The European Commission released its findings today.

Apple Pay is a digital wallet app from Apple that enables iOS users to make purchases online and at retail stores. In stores, the app allows users to make a purchase by holding their iPhone or iPad close to a payment terminal. Apple Pay provides this latter feature using a near-field communication, or NFC, chip built into iPhones and iPads.

In 2020, the European Commission launched an antitrust investigation into Apple Pay. The preliminary view that the European Commission published today is the result of that investigation. 

Antitrust officials have found that Apple “abused its dominant position in markets for mobile wallets on iOS devices.” Apple Pay is the only digital wallet app that enables iOS users to make payments in stores by holding their device close to a payment terminal. Third-party digital wallets can’t provide the same capability because they have more limited access to the NFC chip in iPhones and iPads than Apple Pay, the European Commission determined. 

The European Commission has sent Apple a statement of objections outlining its findings. If the antitrust charges outlined are upheld, Apple could face fines equivalent to up to 10% of its annual worldwide revenue, which reached $378.35 billion last year. 
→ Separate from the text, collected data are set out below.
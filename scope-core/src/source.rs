//! # Sample Source Module
//!
//! Line-oriented sample input and the ingestion loop that feeds the ring
//! buffer.
//!
//! The acquisition board prints one ADC code per line, in decimal. Anything
//! that reads like that can act as a source: a serial device node set up
//! beforehand with `stty`, a capture file, stdin, or the built-in synthetic
//! generator.
//!
//! ## Line protocol
//! - One non-negative base-10 integer in `0..=1023` per line
//! - Surrounding whitespace (including a trailing `\r`) is ignored
//! - Any other line is dropped without reporting an error

use std::f64::consts::PI;
use std::fs::File;
use std::io::{self, BufRead, BufReader};
use std::path::Path;
use std::sync::Arc;
use std::sync::atomic::{AtomicBool, Ordering};
use std::thread;
use std::time::{Duration, Instant};

use anyhow::{Context, Result};
use rand::rngs::StdRng;
use rand::{Rng, SeedableRng};
use tracing::{debug, info};

use crate::calibration::{CODE_MAX, CalibrationParams};
use crate::ring_buffer::{RawSample, SampleRingBuffer};

/// Pause after a failed read before trying again.
const READ_RETRY_BACKOFF: Duration = Duration::from_millis(10);

/// Producer of sample lines.
///
/// `Ok(None)` means the source is exhausted and will never produce again.
/// Errors are treated as transient by the ingestion loop.
pub trait SampleSource: Send {
    fn read_line(&mut self) -> io::Result<Option<String>>;
}

/// Parses one protocol line into a sample, or `None` if it is malformed.
pub fn parse_sample(line: &str) -> Option<RawSample> {
    let digits = line.trim();
    if digits.is_empty() || !digits.bytes().all(|b| b.is_ascii_digit()) {
        return None;
    }
    let value: u32 = digits.parse().ok()?;
    if value > u32::from(CODE_MAX) {
        return None;
    }
    RawSample::try_from(value).ok()
}

/// Source reading newline-terminated samples from any buffered reader.
///
/// Lines are read as bytes. A line that is not valid UTF-8 is passed on
/// lossily converted, so the parser drops it like any other malformed line.
pub struct LineSource<R> {
    reader: R,
    line: Vec<u8>,
}

impl<R: BufRead + Send> LineSource<R> {
    pub fn new(reader: R) -> Self {
        Self {
            reader,
            line: Vec::new(),
        }
    }
}

impl LineSource<BufReader<File>> {
    /// Opens a file or device node for reading.
    pub fn open<P: AsRef<Path>>(path: P) -> Result<Self> {
        let path = path.as_ref();
        let file = File::open(path)
            .with_context(|| format!("failed to open sample source {}", path.display()))?;
        info!("[SOURCE] Reading samples from {}", path.display());
        Ok(Self::new(BufReader::new(file)))
    }
}

impl LineSource<BufReader<io::Stdin>> {
    pub fn stdin() -> Self {
        info!("[SOURCE] Reading samples from stdin");
        Self::new(BufReader::new(io::stdin()))
    }
}

impl<R: BufRead + Send> SampleSource for LineSource<R> {
    fn read_line(&mut self) -> io::Result<Option<String>> {
        self.line.clear();
        match self.reader.read_until(b'\n', &mut self.line)? {
            0 => Ok(None),
            _ => Ok(Some(String::from_utf8_lossy(&self.line).into_owned())),
        }
    }
}

/// Parameters of the synthetic stand-in for the acquisition board.
#[derive(Debug, Clone)]
pub struct SyntheticConfig {
    /// Tone frequency in Hz
    pub frequency_hz: f64,
    /// Tone amplitude in physical units
    pub amplitude: f64,
    /// Peak amplitude of uniform noise, in physical units
    pub noise: f64,
    pub sample_rate: f64,
    pub calibration: CalibrationParams,
    /// When set, samples are released at `sample_rate` in real time
    pub paced: bool,
    pub seed: u64,
}

impl Default for SyntheticConfig {
    fn default() -> Self {
        Self {
            frequency_hz: 50.0,
            amplitude: 5.0,
            noise: 0.1,
            sample_rate: 1000.0,
            calibration: CalibrationParams::default(),
            paced: true,
            seed: 0x5eed,
        }
    }
}

/// Sine-plus-noise generator quantized through the inverse calibration, so
/// its output is indistinguishable from the board's serial stream.
pub struct SyntheticSource {
    config: SyntheticConfig,
    rng: StdRng,
    index: u64,
    started: Option<Instant>,
}

impl SyntheticSource {
    pub fn new(config: SyntheticConfig) -> Self {
        let rng = StdRng::seed_from_u64(config.seed);
        Self {
            config,
            rng,
            index: 0,
            started: None,
        }
    }

    /// Next sample as an ADC code.
    pub fn next_code(&mut self) -> RawSample {
        let cfg = &self.config;
        let t = self.index as f64 / cfg.sample_rate;
        let mut value = cfg.amplitude * (2.0 * PI * cfg.frequency_hz * t).sin();
        if cfg.noise > 0.0 {
            value += self.rng.gen_range(-cfg.noise..=cfg.noise);
        }
        self.index += 1;
        cfg.calibration.physical_to_raw(value)
    }

    fn wait_for_schedule(&mut self) {
        let started = *self.started.get_or_insert_with(Instant::now);
        let due = started + Duration::from_secs_f64(self.index as f64 / self.config.sample_rate);
        let now = Instant::now();
        if due > now {
            thread::sleep(due - now);
        }
    }
}

impl SampleSource for SyntheticSource {
    fn read_line(&mut self) -> io::Result<Option<String>> {
        if self.config.paced {
            self.wait_for_schedule();
        }
        Ok(Some(format!("{}\n", self.next_code())))
    }
}

/// Counters reported when an ingestion loop ends.
#[derive(Debug, Clone, Copy, Default, PartialEq, Eq)]
pub struct IngestStats {
    pub accepted: u64,
    pub discarded: u64,
    pub read_errors: u64,
}

/// Reads from `source` into `buffer` until `running` clears or the source
/// ends.
///
/// The flag is checked once per line; a read that blocks is not interrupted.
pub fn run_ingestion(
    source: &mut dyn SampleSource,
    buffer: &SampleRingBuffer,
    running: &Arc<AtomicBool>,
) -> IngestStats {
    let mut stats = IngestStats::default();

    while running.load(Ordering::Acquire) {
        match source.read_line() {
            Ok(Some(line)) => match parse_sample(&line) {
                Some(sample) => {
                    buffer.push(sample);
                    stats.accepted += 1;
                }
                None => stats.discarded += 1,
            },
            Ok(None) => {
                info!("[INGEST] Source exhausted");
                break;
            }
            Err(e) => {
                stats.read_errors += 1;
                debug!("[INGEST] Read failed ({}), retrying", e);
                thread::sleep(READ_RETRY_BACKOFF);
            }
        }
    }

    info!(
        "[INGEST] Loop finished: {} accepted, {} discarded, {} read errors",
        stats.accepted, stats.discarded, stats.read_errors
    );
    stats
}

#[cfg(test)]
mod tests {
    use super::*;
    use std::collections::VecDeque;
    use std::io::Cursor;

    /// Replays scripted read results, then reports end of stream.
    struct ScriptedSource {
        script: VecDeque<io::Result<Option<String>>>,
    }

    impl SampleSource for ScriptedSource {
        fn read_line(&mut self) -> io::Result<Option<String>> {
            self.script.pop_front().unwrap_or(Ok(None))
        }
    }

    #[test]
    fn test_parse_accepts_valid_codes() {
        assert_eq!(parse_sample("0"), Some(0));
        assert_eq!(parse_sample("1023\n"), Some(1023));
        assert_eq!(parse_sample(" 512\r\n"), Some(512));
        assert_eq!(parse_sample("007"), Some(7));
    }

    #[test]
    fn test_parse_rejects_malformed_lines() {
        for line in ["", "\n", "abc", "-5", "+5", "1024", "12.5", "1 2", "99999999999999999999"] {
            assert_eq!(parse_sample(line), None, "line {line:?}");
        }
    }

    #[test]
    fn test_ingestion_keeps_valid_lines_in_order() {
        let input = "1\ngarbage\n2\n\n3\n5000\n4\n";
        let mut source = LineSource::new(Cursor::new(input.as_bytes().to_vec()));
        let buffer = SampleRingBuffer::new(4).unwrap();
        let running = Arc::new(AtomicBool::new(true));

        let stats = run_ingestion(&mut source, &buffer, &running);

        assert_eq!(buffer.snapshot(), vec![1, 2, 3, 4]);
        assert_eq!(stats.accepted, 4);
        assert_eq!(stats.discarded, 3);
    }

    #[test]
    fn test_non_utf8_lines_are_discarded_without_backoff() {
        let mut input = Vec::new();
        for i in 0..100u16 {
            input.extend_from_slice(b"\xff\xfe1\n");
            input.extend_from_slice(format!("{}\n", i % 1024).as_bytes());
        }
        let mut source = LineSource::new(Cursor::new(input));
        let buffer = SampleRingBuffer::new(4).unwrap();
        let running = Arc::new(AtomicBool::new(true));

        let started = Instant::now();
        let stats = run_ingestion(&mut source, &buffer, &running);

        assert_eq!(stats.accepted, 100);
        assert_eq!(stats.discarded, 100);
        assert_eq!(stats.read_errors, 0);
        assert_eq!(buffer.snapshot(), vec![96, 97, 98, 99]);
        assert!(started.elapsed() < Duration::from_millis(500));
    }

    #[test]
    fn test_ingestion_survives_read_errors() {
        let mut source = ScriptedSource {
            script: VecDeque::from(vec![
                Ok(Some("10\n".to_string())),
                Err(io::Error::new(io::ErrorKind::TimedOut, "no data")),
                Ok(Some("20\n".to_string())),
            ]),
        };
        let buffer = SampleRingBuffer::new(2).unwrap();
        let running = Arc::new(AtomicBool::new(true));

        let stats = run_ingestion(&mut source, &buffer, &running);

        assert_eq!(buffer.snapshot(), vec![10, 20]);
        assert_eq!(stats.read_errors, 1);
    }

    #[test]
    fn test_ingestion_exits_when_flag_is_cleared() {
        let mut source = SyntheticSource::new(SyntheticConfig {
            paced: false,
            ..SyntheticConfig::default()
        });
        let buffer = SampleRingBuffer::new(8).unwrap();
        let running = Arc::new(AtomicBool::new(false));

        let stats = run_ingestion(&mut source, &buffer, &running);
        assert_eq!(stats, IngestStats::default());
        assert_eq!(buffer.snapshot(), vec![0; 8]);
    }

    #[test]
    fn test_synthetic_lines_follow_protocol() {
        let mut source = SyntheticSource::new(SyntheticConfig {
            paced: false,
            ..SyntheticConfig::default()
        });
        for _ in 0..200 {
            let line = source.read_line().unwrap().unwrap();
            assert!(line.ends_with('\n'));
            assert!(parse_sample(&line).is_some(), "line {line:?}");
        }
    }

    #[test]
    fn test_synthetic_tone_swings_around_midscale() {
        let mut source = SyntheticSource::new(SyntheticConfig {
            amplitude: 6.0,
            noise: 0.0,
            paced: false,
            ..SyntheticConfig::default()
        });
        let codes: Vec<RawSample> = (0..1000).map(|_| source.next_code()).collect();
        let min = *codes.iter().min().unwrap();
        let max = *codes.iter().max().unwrap();
        assert!(min < 200 && max > 800, "range {min}..{max}");
    }
}
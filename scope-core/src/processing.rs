//! # Frame Processing Module
//!
//! Runs one buffer snapshot through calibration, filtering and spectral
//! analysis to produce an [`AnalysisFrame`].
//!
//! A processor is owned by whichever context drives the ticks; it keeps the
//! FFT planner warm and numbers the frames it emits.

use tracing::debug;

use crate::AnalysisFrame;
use crate::calibration::CalibrationParams;
use crate::config::{AnalysisConfig, ScopeConfig, SpectrumSource};
use crate::fft::SpectrumAnalyzer;
use crate::filter::{FilterSpec, filter_window};
use crate::harmonics::find_harmonic_peaks;
use crate::ring_buffer::RawSample;

#[derive(Debug)]
pub struct FrameProcessor {
    calibration: CalibrationParams,
    sample_rate: f64,
    analysis: AnalysisConfig,
    analyzer: SpectrumAnalyzer,
    sequence: u64,
}

impl FrameProcessor {
    pub fn new(config: &ScopeConfig) -> Self {
        Self {
            calibration: config.calibration,
            sample_rate: config.acquisition.sample_rate,
            analysis: config.analysis.clone(),
            analyzer: SpectrumAnalyzer::new(),
            sequence: 0,
        }
    }

    /// Number of frames produced so far.
    pub fn frames_processed(&self) -> u64 {
        self.sequence
    }

    /// Calibrate → filter → spectrum → harmonics for one window.
    pub fn process(&mut self, window: &[RawSample], filter: FilterSpec) -> AnalysisFrame {
        let raw = self.calibration.calibrate_window(window);
        let filter_output = filter_window(&raw, &filter, self.sample_rate);

        let analysed = match self.analysis.spectrum_source {
            SpectrumSource::Filtered => &filter_output.samples,
            SpectrumSource::Calibrated => &raw,
        };
        let spectrum = self.analyzer.magnitude_spectrum(analysed, self.sample_rate);
        let harmonics =
            find_harmonic_peaks(&spectrum, self.analysis.noise_floor, self.analysis.max_peaks);

        self.sequence += 1;
        debug!(
            "[TICK] Frame {}: {} samples, {} harmonics, filter {:?}{}",
            self.sequence,
            raw.len(),
            harmonics.len(),
            filter.kind,
            if filter_output.fell_back { " (bypassed)" } else { "" }
        );

        AnalysisFrame {
            sequence: self.sequence,
            filter,
            filter_fell_back: filter_output.fell_back,
            raw,
            filtered: filter_output.samples,
            spectrum,
            harmonics,
        }
    }
}

#[cfg(test)]
mod tests {
    use super::*;
    use crate::filter::FilterKind;

    fn tone_window(config: &ScopeConfig, freq: f64, amplitude: f64) -> Vec<RawSample> {
        let fs = config.acquisition.sample_rate;
        (0..config.acquisition.buffer_size)
            .map(|i| {
                let value = amplitude * (2.0 * std::f64::consts::PI * freq * i as f64 / fs).sin();
                config.calibration.physical_to_raw(value)
            })
            .collect()
    }

    #[test]
    fn test_frame_carries_all_stages() {
        let config = ScopeConfig::default();
        let mut processor = FrameProcessor::new(&config);
        let window = tone_window(&config, 50.0, 5.0);

        let frame = processor.process(&window, FilterSpec::none());

        assert_eq!(frame.sequence, 1);
        assert_eq!(frame.raw.len(), 512);
        assert_eq!(frame.filtered, frame.raw);
        assert_eq!(frame.spectrum.len(), 257);
        assert!(!frame.filter_fell_back);
        assert!((frame.harmonics[0].frequency - 50.0).abs() <= 1000.0 / 512.0);
    }

    #[test]
    fn test_sequence_increments_per_frame() {
        let config = ScopeConfig::default();
        let mut processor = FrameProcessor::new(&config);
        let window = vec![512; 512];
        processor.process(&window, FilterSpec::none());
        let frame = processor.process(&window, FilterSpec::none());
        assert_eq!(frame.sequence, 2);
        assert_eq!(processor.frames_processed(), 2);
    }

    #[test]
    fn test_highpass_removes_tone_from_filtered_spectrum() {
        let mut config = ScopeConfig::default();
        config.analysis.spectrum_source = SpectrumSource::Filtered;
        let mut processor = FrameProcessor::new(&config);
        let window = tone_window(&config, 20.0, 5.0);

        let unfiltered = processor.process(&window, FilterSpec::none());
        let filtered = processor.process(&window, FilterSpec::highpass(200.0));

        assert_eq!(filtered.filter.kind, FilterKind::Highpass);
        let peak = |frame: &AnalysisFrame| frame.harmonics.first().map_or(0.0, |p| p.magnitude);
        assert!(peak(&filtered) < 0.1 * peak(&unfiltered));
    }

    #[test]
    fn test_default_spectrum_ignores_filter() {
        let config = ScopeConfig::default();
        let mut processor = FrameProcessor::new(&config);
        let window = tone_window(&config, 20.0, 5.0);

        let plain = processor.process(&window, FilterSpec::none());
        let highpassed = processor.process(&window, FilterSpec::highpass(200.0));
        assert_eq!(plain.spectrum, highpassed.spectrum);
        assert_ne!(plain.filtered, highpassed.filtered);
    }

    #[test]
    fn test_failed_design_is_reported_on_frame() {
        let config = ScopeConfig::default();
        let mut processor = FrameProcessor::new(&config);
        let window = tone_window(&config, 50.0, 2.0);

        let frame = processor.process(&window, FilterSpec::bandpass(100.0, 10.0));
        assert!(frame.filter_fell_back);
        assert_eq!(frame.filtered, frame.raw);
    }
}
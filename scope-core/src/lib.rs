// scope-core/src/lib.rs

//! The core logic for the harmonic scope.
//! This crate is responsible for sample ingestion, calibration, filtering
//! and spectral analysis of a 10-bit ADC stream. It is completely headless
//! and contains no rendering code.

pub mod calibration;
pub mod config;
pub mod error;
pub mod fft;
pub mod filter;
pub mod harmonics;
pub mod pipeline;
pub mod processing;
pub mod ring_buffer;
pub mod source;

use fft::Spectrum;
use filter::FilterSpec;
use harmonics::HarmonicPeak;

pub use config::ScopeConfig;
pub use error::{FilterDesignError, ScopeError};
pub use pipeline::{FilterControl, FrameSink, Pipeline, PipelineState};

/// Represents the result of a single analysis tick.
///
/// Frames are handed to the renderer and never retained by the pipeline.
#[derive(Debug, Clone)]
pub struct AnalysisFrame {
    /// Tick counter, starting at 1 for the first frame.
    pub sequence: u64,
    /// Filter selection in effect for this tick.
    pub filter: FilterSpec,
    /// True when the filter design failed and `filtered` equals `raw`.
    pub filter_fell_back: bool,
    /// Calibrated window, oldest sample first.
    pub raw: Vec<f64>,
    /// Output of the filter stage, same length as `raw`.
    pub filtered: Vec<f64>,
    pub spectrum: Spectrum,
    /// Strongest components, descending by magnitude.
    pub harmonics: Vec<HarmonicPeak>,
}

impl AnalysisFrame {
    /// One-line harmonic summary for display.
    pub fn summary(&self) -> String {
        harmonics::harmonic_summary(&self.harmonics)
    }
}
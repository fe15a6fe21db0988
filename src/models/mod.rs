pub mod price_record;
pub mod watch_state;

// Re-exports for convenience
pub use price_record::*;
pub use watch_state::*;
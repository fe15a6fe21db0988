// Notifier plugin implementations
pub mod email;

pub use email::{EmailConfig, EmailNotifier};
use rust_decimal::Decimal;
use scraper::{ElementRef, Html, Selector};
use std::str::FromStr;

use crate::config::WatchConfig;
use crate::models::PriceRecord;
use crate::utils::error::{AppError, Result};

const SYMBOL_SELECTOR: &str = "span.a-price-symbol";
const WHOLE_SELECTOR: &str = "span.a-price-whole";
const FRACTION_SELECTOR: &str = "span.a-price-fraction";

/// Which of the two top-level page elements could not be found.
#[derive(Debug, Clone, Copy, PartialEq, Eq)]
pub enum MissingElement {
    Title,
    PriceBlock,
}

impl MissingElement {
    pub fn diagnostic(&self) -> &'static str {
        match self {
            MissingElement::Title => "Product title not found!",
            MissingElement::PriceBlock => "Product price not found!",
        }
    }
}

/// Outcome of reading one product page.
#[derive(Debug, Clone, PartialEq)]
pub enum Extraction {
    Found(PriceRecord),
    /// The page does not currently show the product (or uses another layout).
    Absent(MissingElement),
    /// The price block exists but not in the shape we know how to read.
    StructuralError(String),
}

impl Extraction {
    pub fn into_record(self) -> Option<PriceRecord> {
        match self {
            Extraction::Found(record) => Some(record),
            _ => None,
        }
    }
}

pub struct PriceExtractor {
    title: Selector,
    price_block: Selector,
    symbol: Selector,
    whole: Selector,
    fraction: Selector,
}

impl PriceExtractor {
    pub fn new(title_selector: &str, price_selector: &str) -> Result<Self> {
        Ok(PriceExtractor {
            title: parse_selector(title_selector)?,
            price_block: parse_selector(price_selector)?,
            symbol: parse_selector(SYMBOL_SELECTOR)?,
            whole: parse_selector(WHOLE_SELECTOR)?,
            fraction: parse_selector(FRACTION_SELECTOR)?,
        })
    }

    pub fn from_config(config: &WatchConfig) -> Result<Self> {
        Self::new(config.title_selector(), config.price_selector())
    }

    pub fn extract(&self, raw_content: &[u8]) -> Extraction {
        let html = String::from_utf8_lossy(raw_content);
        let document = Html::parse_document(&html);

        let Some(title) = document.select(&self.title).next() else {
            return Extraction::Absent(MissingElement::Title);
        };
        let Some(price_block) = document.select(&self.price_block).next() else {
            return Extraction::Absent(MissingElement::PriceBlock);
        };

        let title = element_text(title);
        if title.is_empty() {
            return Extraction::Absent(MissingElement::Title);
        }

        match self.read_price(price_block) {
            Ok((currency_symbol, amount)) => {
                Extraction::Found(PriceRecord::new(title, amount, currency_symbol))
            }
            Err(reason) => Extraction::StructuralError(reason),
        }
    }

    fn read_price(&self, price_block: ElementRef<'_>) -> std::result::Result<(String, Decimal), String> {
        let symbol = required_text(price_block, &self.symbol, SYMBOL_SELECTOR)?;
        let whole = required_text(price_block, &self.whole, WHOLE_SELECTOR)?;
        let fraction = required_text(price_block, &self.fraction, FRACTION_SELECTOR)?;
        Ok((symbol, assemble_amount(&whole, &fraction)?))
    }
}

/// Builds a decimal from the whole and fractional price fragments.
///
/// `"1,499."` and `"00"` give `1499.00`: grouping commas and a trailing
/// decimal point on the whole part are dropped.
pub fn assemble_amount(whole: &str, fraction: &str) -> std::result::Result<Decimal, String> {
    let whole = whole.trim().replace(',', "");
    let whole = whole.trim_end_matches('.');
    let fraction = fraction.trim();

    let text = format!("{}.{}", whole, fraction);
    let amount = Decimal::from_str(&text)
        .map_err(|e| format!("price '{}' is not a decimal number: {}", text, e))?;

    if amount < Decimal::ZERO {
        return Err(format!("price '{}' is negative", text));
    }

    Ok(amount)
}

fn parse_selector(selector: &str) -> Result<Selector> {
    Selector::parse(selector).map_err(|_| AppError::Selector {
        selector: selector.to_string(),
    })
}

fn element_text(element: ElementRef<'_>) -> String {
    element.text().collect::<String>().trim().to_string()
}

fn required_text(
    container: ElementRef<'_>,
    selector: &Selector,
    name: &str,
) -> std::result::Result<String, String> {
    container
        .select(selector)
        .next()
        .map(element_text)
        .ok_or_else(|| format!("price block has no '{}' element", name))
}
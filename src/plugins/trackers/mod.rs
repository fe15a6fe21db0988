// Tracker plugin implementations
pub mod price;

pub use price::{Extraction, MissingElement, PriceExtractor};
use rust_decimal::Decimal;
use serde::{Deserialize, Serialize};

/// A product's title and price as read from one fetch of its page.
#[derive(Debug, Clone, Serialize, Deserialize, PartialEq)]
pub struct PriceRecord {
    pub title: String,
    pub amount: Decimal,
    pub currency_symbol: String,
}

impl PriceRecord {
    pub fn new(title: String, amount: Decimal, currency_symbol: String) -> Self {
        Self {
            title,
            amount,
            currency_symbol,
        }
    }

    pub fn formatted_amount(&self) -> String {
        self.format_value(self.amount)
    }

    /// Formats any amount (e.g. the budget) with this record's currency symbol.
    pub fn format_value(&self, value: Decimal) -> String {
        format!("{}{}", self.currency_symbol, value)
    }

    pub fn is_within(&self, budget: Decimal) -> bool {
        self.amount <= budget
    }
}
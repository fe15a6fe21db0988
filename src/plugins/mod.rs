pub mod traits;
pub mod trackers;
pub mod notifiers;

pub use traits::NotifierPlugin;
use anyhow::Result;
use clap::Parser;
use std::path::PathBuf;
use tracing::info;

use uatu_pricewatch::fetcher::HttpFetcher;
use uatu_pricewatch::plugins::notifiers::{EmailConfig, EmailNotifier};
use uatu_pricewatch::{PriceWatcher, WatchConfig, WatchOutcome, WatchSettings};

#[derive(Parser, Debug)]
#[command(version, about = "Watches a product page and emails you once the price reaches your budget")]
struct Args {
    /// Path to a config file (toml, yaml or json)
    #[arg(short, long)]
    config: Option<PathBuf>,

    /// Keep watching after a notification instead of exiting
    #[arg(long)]
    continuous: bool,
}

#[tokio::main(flavor = "current_thread")]
async fn main() -> Result<()> {
    dotenvy::dotenv().ok();

    // Initialize tracing; stdout is reserved for the watch output
    tracing_subscriber::fmt()
        .with_writer(std::io::stderr)
        .with_env_filter(
            tracing_subscriber::EnvFilter::from_default_env()
                .add_directive("uatu_pricewatch=info".parse()?),
        )
        .init();

    let args = Args::parse();

    let mut settings = WatchSettings::load(args.config.as_deref())?;
    if args.continuous {
        settings.continuous = Some(true);
    }
    let config = WatchConfig::new(settings)?;

    info!(url = config.url(), budget = %config.budget(), "Starting Uatu price watch...");

    let fetcher = HttpFetcher::new(config.request_timeout())?;
    let notifier = EmailNotifier::new(EmailConfig::from_watch_config(&config));
    let mut watcher = PriceWatcher::new(config, Box::new(fetcher), Box::new(notifier))?;

    tokio::select! {
        outcome = watcher.run() => {
            match outcome? {
                WatchOutcome::Notified(result) => {
                    info!(delivered = result.success, "Budget reached, watch finished");
                }
                WatchOutcome::Unavailable(missing) => {
                    info!(?missing, "Product details unavailable, watch finished");
                }
            }
        }
        _ = tokio::signal::ctrl_c() => {
            info!("Shutting down...");
        }
    }

    Ok(())
}
pub mod error;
“We have indications that Apple restricted third-party access to key technology necessary to develop rival mobile wallet solutions on Apple’s devices,” stated European Commission Executive Vice President Margrethe Vestager. “In our Statement of Objections, we preliminarily found that Apple may have restricted competition, to the benefit of its own solution Apple Pay. If confirmed, such a conduct would be illegal under our competition rules.”

Today’s development comes a year after the EU brought separate antitrust charges against Apple over the App Store’s terms of service. 

Music streaming apps listed on the App Store can only let their customers make in-app purchases, such as subscription purchases, if they use Apple’s IAP payment processing system. IAM takes an up to 30% cut from transactions. The EU found that most streaming apps pass on the cost of Apple’s transaction fees to customers, which raises prices.

Last month, Reuters reported that Apple could soon face an additional antitrust charge as part of the EU investigation into the App Store’s terms of service. The charge is expected to be published within weeks. The U.K.’s antitrust regulator, the Competition and Markets Authority, is also investigating whether Apple imposes unfair terms of service on iOS developers.